Wasze wspólne dziecko, które kocha was oboje i chciałoby być w tym świątecznym czasie razem z wami – z obojgiem. Co zrobić? Spędzić święta razem- dla dobra dziecka, czy osobno- dla własnego spokoju?

Jeżeli czujesz, że autentycznie nie możesz patrzeć na swojego eks, nie potrafisz przebywać z nim w jednym pomieszczeniu bez dreszczu odrazy albo napadów złości- odpuść wspólną wigilijną kolację.

Święta w napiętej, nerwowej, nieprzyjemnej atmosferze będą dla dziecka jeszcze gorsze niż święta bez taty. Dzieci doskonale wyczuwają nastroje dorosłych, nie da się ich zwieść sztucznymi uśmiechami ani pozornie uprzejmymi słowami cedzonymi przez zaciśnięte zęby. A jeżeli puszczą wam nerwy, odżyją stare urazy i zaczniecie się kłócić? Bożonarodzeniowa awantura będzie dla waszego dziecka fatalnym przeżyciem, może zapaść mu w pamięć na wiele lat i spowodować ogromne szkody w jego psychice.

Dlatego, jeżeli nie czujesz się na siłach, aby spędzić święta z byłym mężem, nie rób tego wbrew sobie- za dużo w ten sposób ryzykujesz: ryzykujesz bowiem nie własnym samopoczuciem, a poczuciem bezpieczeństwa swojego dziecka. Oczywiście to, że nie zaprosisz swojego eks na Wigilię nie powinno oznaczać, że waszego dziecko nie zobaczy swojego taty przez całe Święta! Spróbujcie się dogadać i umówić tak żeby twój były mąż zabrał do siebie dziecko na jeden bądź kilka świątecznych dni. A jeżeli z praktycznych powodów jest to niewykonalne, to niech on chociaż zabierze dziecko na świąteczny spacer, na łyżwy albo wspólne lepienie bałwana.

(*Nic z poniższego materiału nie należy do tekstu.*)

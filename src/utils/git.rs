//! Git helpers.

mod ignore;

pub use ignore::GitIgnore;
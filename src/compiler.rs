//! Instruction compiler.
//!
//! The engine only needs `compile(path) -> {code, title, embeds}`; anything
//! that can turn an `.mdx` file into that shape can stand in via
//! [`InstructionsCompiler`]. [`MarkdownCompiler`] is the built-in one: it
//! does not evaluate JSX, it extracts what the catalog needs and hands the
//! body through as code.

use anyhow::{Context, Result};
use regex::Regex;
use serde::Serialize;
use std::{fs, path::Path, sync::LazyLock};

/// Result of compiling one instructions file.
#[derive(Debug, Clone, Default, PartialEq, Eq, Serialize)]
#[serde(rename_all = "camelCase")]
pub struct CompiledMdx {
    pub code: String,
    pub title: Option<String>,
    pub epic_video_embeds: Vec<String>,
}

/// Compiles instructions files. Called from blocking worker threads.
pub trait InstructionsCompiler: Send + Sync {
    fn compile(&self, path: &Path) -> Result<CompiledMdx>;
}

static EPIC_VIDEO: LazyLock<Regex> = LazyLock::new(|| {
    Regex::new(r#"<EpicVideo\s+[^>]*url=["']([^"']+)["']"#).expect("embed pattern is valid")
});

/// Front-matter + heading based compiler for `.md`/`.mdx` files.
#[derive(Debug, Clone, Copy, Default)]
pub struct MarkdownCompiler;

impl InstructionsCompiler for MarkdownCompiler {
    fn compile(&self, path: &Path) -> Result<CompiledMdx> {
        let source = fs::read_to_string(path)
            .with_context(|| format!("Failed to read {}", path.display()))?;
        Ok(compile_source(&source))
    }
}

fn compile_source(source: &str) -> CompiledMdx {
    let (front_matter, body) = split_front_matter(source);

    let title = front_matter
        .and_then(front_matter_title)
        .or_else(|| first_heading(body));

    let epic_video_embeds = EPIC_VIDEO
        .captures_iter(body)
        .map(|caps| caps[1].to_owned())
        .collect();

    CompiledMdx {
        code: body.trim_start().to_owned(),
        title,
        epic_video_embeds,
    }
}

/// Split a leading `---` block off the source.
fn split_front_matter(source: &str) -> (Option<&str>, &str) {
    let Some(rest) = source
        .strip_prefix("---\n")
        .or_else(|| source.strip_prefix("---\r\n"))
    else {
        return (None, source);
    };

    let mut offset = 0;
    for line in rest.split_inclusive('\n') {
        if line.trim_end() == "---" {
            return (Some(&rest[..offset]), &rest[offset + line.len()..]);
        }
        offset += line.len();
    }
    // Unterminated block: treat everything as body.
    (None, source)
}

fn front_matter_title(front_matter: &str) -> Option<String> {
    front_matter.lines().find_map(|line| {
        let value = line.strip_prefix("title:")?.trim();
        let value = value.trim_matches(|c| c == '"' || c == '\'');
        (!value.is_empty()).then(|| value.to_owned())
    })
}

fn first_heading(body: &str) -> Option<String> {
    body.lines().find_map(|line| {
        let heading = line.strip_prefix("# ")?.trim();
        (!heading.is_empty()).then(|| heading.to_owned())
    })
}
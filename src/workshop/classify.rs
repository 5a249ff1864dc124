//! Directory classifier.
//!
//! Exercise directories look like `01.intro`; step directories inside them
//! look like `01.problem`, `02.solution.extra-credit`.

use regex::Regex;
use serde::{Deserialize, Serialize};
use std::{fmt, sync::LazyLock};

static STEP_DIR: LazyLock<Regex> = LazyLock::new(|| {
    Regex::new(r"^(\d+)\.(problem|solution)(?:\.(.+))?$").expect("step dir pattern is valid")
});

static EXERCISE_DIR: LazyLock<Regex> =
    LazyLock::new(|| Regex::new(r"^(\d+)\.").expect("exercise dir pattern is valid"));

/// Which side of a step a directory holds.
#[derive(Debug, Clone, Copy, PartialEq, Eq, Hash, PartialOrd, Ord, Serialize, Deserialize)]
#[serde(rename_all = "lowercase")]
pub enum StepKind {
    Problem,
    Solution,
}

impl StepKind {
    pub const fn as_str(self) -> &'static str {
        match self {
            Self::Problem => "problem",
            Self::Solution => "solution",
        }
    }

    /// The side a problem/solution cross-links to.
    pub const fn counterpart(self) -> Self {
        match self {
            Self::Problem => Self::Solution,
            Self::Solution => Self::Problem,
        }
    }
}

impl fmt::Display for StepKind {
    fn fmt(&self, f: &mut fmt::Formatter<'_>) -> fmt::Result {
        f.write_str(self.as_str())
    }
}

/// Parsed `<step>.<kind>[.<subtitle>]` directory name.
#[derive(Debug, Clone, PartialEq, Eq)]
pub struct StepDir {
    pub step_number: u32,
    pub kind: StepKind,
    pub subtitle: Option<String>,
}

/// Parse a step directory name. Returns `None` for anything else, including
/// a step number of zero.
pub fn classify_step_dir(dir_name: &str) -> Option<StepDir> {
    let caps = STEP_DIR.captures(dir_name)?;
    let step_number = parse_positive(&caps[1])?;
    let kind = match &caps[2] {
        "problem" => StepKind::Problem,
        _ => StepKind::Solution,
    };
    let subtitle = caps.get(3).map(|m| m.as_str().to_owned());

    Some(StepDir {
        step_number,
        kind,
        subtitle,
    })
}

/// Leading number of an exercise directory (`03.forms` → 3).
pub fn exercise_number_from_dir(dir_name: &str) -> Option<u32> {
    let caps = EXERCISE_DIR.captures(dir_name)?;
    parse_positive(&caps[1])
}

fn parse_positive(digits: &str) -> Option<u32> {
    digits.parse::<u32>().ok().filter(|n| *n > 0)
}
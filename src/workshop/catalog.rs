//! The sorted app catalog and lookups over it.

use super::{App, StepKind, Workshop, compare_apps};
use crate::{cache::CacheOptions, log};
use anyhow::Result;
use std::{path::Path, sync::Arc, time::Duration};

const CATALOG_KEY: &str = "apps";
const CATALOG_TTL: Duration = Duration::from_secs(60 * 60 * 24);

impl Workshop {
    /// Every app in navigation order.
    ///
    /// Cached under one key for everyone; any touched directory invalidates
    /// it.
    pub async fn get_apps(self: &Arc<Self>) -> Result<Vec<App>> {
        let workshop = Arc::clone(self);
        self.catalog
            .cached(
                CATALOG_KEY,
                CacheOptions::new(CATALOG_TTL, Duration::ZERO),
                |metadata| self.tracker.is_any_stale(metadata),
                move || async move { workshop.scan_apps().await },
            )
            .await
    }

    /// Kinds are scanned one after another, each in parallel internally.
    async fn scan_apps(self: &Arc<Self>) -> Result<Vec<App>> {
        let mut scan = self.scan_playground().await;
        scan.extend(self.scan_steps(StepKind::Problem).await?);
        scan.extend(self.scan_steps(StepKind::Solution).await?);
        scan.extend(self.scan_examples().await?);

        for (dir, err) in &scan.failures {
            log!("apps"; "skipping {}: {err:#}", dir.display());
        }

        let mut apps = scan.apps;
        apps.sort_by(compare_apps);
        self.remember_dirs(&apps);
        Ok(apps)
    }

    /// Refresh the directories the watcher attributes events to.
    fn remember_dirs(&self, apps: &[App]) {
        let mut dirs: Vec<_> = apps
            .iter()
            .flat_map(|app| {
                let exercise_dir = app
                    .is_step()
                    .then(|| app.full_path.parent())
                    .flatten()
                    .map(Path::to_path_buf);
                std::iter::once(app.full_path.clone()).chain(exercise_dir)
            })
            .collect();
        dirs.sort();
        dirs.dedup();
        *self.known_dirs.write() = dirs;
    }

    pub async fn get_app_by_name(self: &Arc<Self>, name: &str) -> Result<Option<App>> {
        Ok(self
            .get_apps()
            .await?
            .into_iter()
            .find(|app| app.name == name))
    }

    pub async fn get_exercise_app(
        self: &Arc<Self>,
        exercise_number: u32,
        step_number: u32,
        kind: StepKind,
    ) -> Result<Option<App>> {
        Ok(self.get_apps().await?.into_iter().find(|app| {
            app.exercise_step() == Some((exercise_number, step_number))
                && app.step_kind() == Some(kind)
        }))
    }

    pub async fn get_playground_app(self: &Arc<Self>) -> Result<Option<App>> {
        Ok(self.get_apps().await?.into_iter().find(App::is_playground))
    }

    /// Step app right after `app` in navigation order.
    pub async fn get_next_exercise_app(self: &Arc<Self>, app: &App) -> Result<Option<App>> {
        self.step_neighbor(app, 1).await
    }

    /// Step app right before `app` in navigation order.
    pub async fn get_prev_exercise_app(self: &Arc<Self>, app: &App) -> Result<Option<App>> {
        self.step_neighbor(app, -1).await
    }

    async fn step_neighbor(self: &Arc<Self>, app: &App, offset: isize) -> Result<Option<App>> {
        let steps: Vec<App> = self
            .get_apps()
            .await?
            .into_iter()
            .filter(App::is_step)
            .collect();

        let neighbor = steps
            .iter()
            .position(|candidate| candidate.name == app.name)
            .and_then(|index| index.checked_add_signed(offset))
            .and_then(|index| steps.get(index).cloned());
        Ok(neighbor)
    }
}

Gdybyś jednak uznała, że pomimo tego co kiedyś z nim przeżyłaś, chcesz spędzić część Świąt (na przykład Wigilię) razem z byłym - dla dobra dziecka, żeby mogło cieszyć się prezentami, łakociami i zapachem choinki w towarzystwie mamy i taty, musisz pamiętać o kilku rzeczach.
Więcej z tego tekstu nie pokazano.